=== To do ===
Each of the records below must be reproduced verbatim.
-=-=-
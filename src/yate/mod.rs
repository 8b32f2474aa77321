pub mod client;
pub mod protocol;

pub use client::EngineClient;
pub use protocol::{apply_routing_result, Message};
-=-=-
=== Output below ===
filename src/yate/mod.rs
repository 8b32f2474aa77321
pub mod client;
pub mod protocol;

pub use client::EngineClient;
pub use protocol::{apply_routing_result, Message};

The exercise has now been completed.